Please take the lines from the one holding "are never interchangeable." through the one holding "pub fn from_env()" in the data below and copy them exactly.

START Available records

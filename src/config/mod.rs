use thiserror::Error;
use url::Url;

#[derive(Debug, Error)]
pub enum ConfigError {
    #[error("missing required environment variable {0}")]
    Missing(&'static str),

    #[error("invalid value for {name}: {reason}")]
    Invalid { name: &'static str, reason: String },
}

/// Process configuration, resolved once at startup and passed into state
/// construction. Nothing in here is read from ambient globals afterwards.
#[derive(Debug, Clone)]
pub struct AppConfig {
    pub backend: BackendConfig,
    pub bootstrap: BootstrapConfig,
    pub port: u16,
}

/// Connection details for the hosted data/auth platform. The two keys are
/// deliberately separate fields: the service key bypasses row-level rules,
/// the anon key does not, and they are never interchangeable.
#[derive(Debug, Clone)]
pub struct BackendConfig {
    pub base_url: Url,
    pub service_key: String,
    pub anon_key: String,
}

/// Designated root administrator. The password is only ever used the first
/// time the bootstrap procedure has to create the identity.
#[derive(Debug, Clone)]
pub struct BootstrapConfig {
    pub root_email: String,
    pub root_password: String,
}

impl AppConfig {
    pub fn from_env() -> Result<Self, ConfigError> {
        Self::from_lookup(|name| std::env::var(name).ok())
    }

    /// Resolution against an injected lookup so tests never have to mutate
    /// the process environment.
    pub fn from_lookup(lookup: impl Fn(&'static str) -> Option<String>) -> Result<Self, ConfigError> {
        let require = |name: &'static str| {
            lookup(name)
                .filter(|v| !v.trim().is_empty())
                .ok_or(ConfigError::Missing(name))
        };

        let base_url = require("BACKEND_URL")?;
        let base_url = Url::parse(&base_url).map_err(|e| ConfigError::Invalid {
            name: "BACKEND_URL",
            reason: e.to_string(),
        })?;

        let port = match lookup("ADMIN_API_PORT").or_else(|| lookup("PORT")) {
            Some(v) => v.parse::<u16>().map_err(|e| ConfigError::Invalid {
                name: "ADMIN_API_PORT",
                reason: e.to_string(),
            })?,
            None => 3000,
        };

        Ok(Self {
            backend: BackendConfig {
                base_url,
                service_key: require("BACKEND_SERVICE_KEY")?,
                anon_key: require("BACKEND_ANON_KEY")?,
            },
            bootstrap: BootstrapConfig {
                root_email: require("ROOT_ADMIN_EMAIL")?,
                root_password: require("ROOT_ADMIN_PASSWORD")?,
            },
            port,
        })
    }
}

END Available records

▶ **Exercise response**
/// the anon key does not, and they are never interchangeable.
#[derive(Debug, Clone)]
pub struct BackendConfig {
    pub base_url: Url,
    pub service_key: String,
    pub anon_key: String,
}

/// Designated root administrator. The password is only ever used the first
/// time the bootstrap procedure has to create the identity.
#[derive(Debug, Clone)]
pub struct BootstrapConfig {
    pub root_email: String,
    pub root_password: String,
}

impl AppConfig {
    pub fn from_env() -> Result<Self, ConfigError> {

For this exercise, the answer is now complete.